Companies in the services sector of an economy bank on technology to differentiate their products. If it is banking, all the more so.

However, when ATMs were being set up across the country in the early 1990s, many were sceptical about their touted ability to revolutionise withdrawal of money. Computerisation of bank processes was frowned upon, as employees feared it could take away their jobs. From being an unwelcome entrant, technology in banks has become a differentiator.

A vast number of players buzz in the financial beehive now, coming up with newer investment products and loan schemes – a corporate looking for funds has options ranging from banks and non-banking financial companies to the external commercial borrowings.

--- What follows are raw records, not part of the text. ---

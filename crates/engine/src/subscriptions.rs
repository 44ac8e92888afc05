//! Subscriptions: at most one per user, upsert semantics.

use sea_orm::entity::prelude::*;

#[derive(Clone, Debug, PartialEq, DeriveEntityModel, Eq)]
#[sea_orm(table_name = "subscriptions")]
pub struct Model {
    #[sea_orm(primary_key, auto_increment = false)]
    pub user_id: String,
    pub plan_id: String,
    pub started_at: DateTimeUtc,
    pub ends_at: Option<DateTimeUtc>,
}

#[derive(Copy, Clone, Debug, EnumIter, DeriveRelation)]
pub enum Relation {
    #[sea_orm(
        belongs_to = "super::plans::Entity",
        from = "Column::PlanId",
        to = "super::plans::Column::Id",
        on_update = "NoAction",
        on_delete = "Cascade"
    )]
    Plans,
}

impl Related<super::plans::Entity> for Entity {
    fn to() -> RelationDef {
        Relation::Plans.def()
    }
}

impl ActiveModelBehavior for ActiveModel {}
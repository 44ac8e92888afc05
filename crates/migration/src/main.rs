use sea_orm::Database;
use sea_orm_migration::prelude::*;

#[tokio::main]
async fn main() -> Result<(), Box<dyn std::error::Error + Send + Sync>> {
    let mut args = std::env::args().skip(1);
    let cmd = args.next().unwrap_or_else(|| "up".to_string());

    let db_url = std::env::var("DATABASE_URL")
        .unwrap_or_else(|_| "sqlite:./murale.db?mode=rwc".to_string());

    let db = Database::connect(&db_url).await?;

    match cmd.as_str() {
        "up" => migration::Migrator::up(&db, None).await?,
        "down" => migration::Migrator::down(&db, None).await?,
        "fresh" => migration::Migrator::fresh(&db).await?,
        "status" => {
            migration::Migrator::status(&db).await?;
        }
        _ => {
            eprintln!("Usage: cargo run -p migration -- [up|down|fresh|status]");
            std::process::exit(2);
        }
    }

    Ok(())
}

“From acting as intermediaries in the flow of money, financial firms have come a long way. And this opens up many opportunities for you,” Mr G. Natarajan, Head – Wholesale Banking (South), Kotak Mahindra Bank, told the MBA students of Velammal Institute of Technology in a BL Club lecture organised by Business Line and presenting sponsor Central Bank of India. He said banks are keen on developing innovative financial products to outrun competitors, especially in the small and medium enterprises sector. The credit risk expert highlighted banks' easing of procedure in lending to small entrepreneurs.

“Earlier public sector banks had a central credit department for loan assessments. Now, private banks have set up specific sections – like mid-market, SME departments – to assess a borrower's capability to pay back. For small entrepreneurs, they are following the simple principle of 20 per cent of turnover is maximum loan amount.”

Answering a question on the security risks that accompany electronic fund transfers, he said banks are working on 16-bit, even 32-bit, encryptions to make sure essential details are not tapped into. “Security risks, there are. But banks don't have to go slow on technology for that. In fact, fraud has come down after the advent of technology.”

He advised students to become specialists in an area before the interviews begin.

“In the mid-1980s, probationary officers who joined public sector banks were asked to seal covers and despatch them. Now, they expect you to read a small firm's balance sheet and reason out why a loan is not feasible.”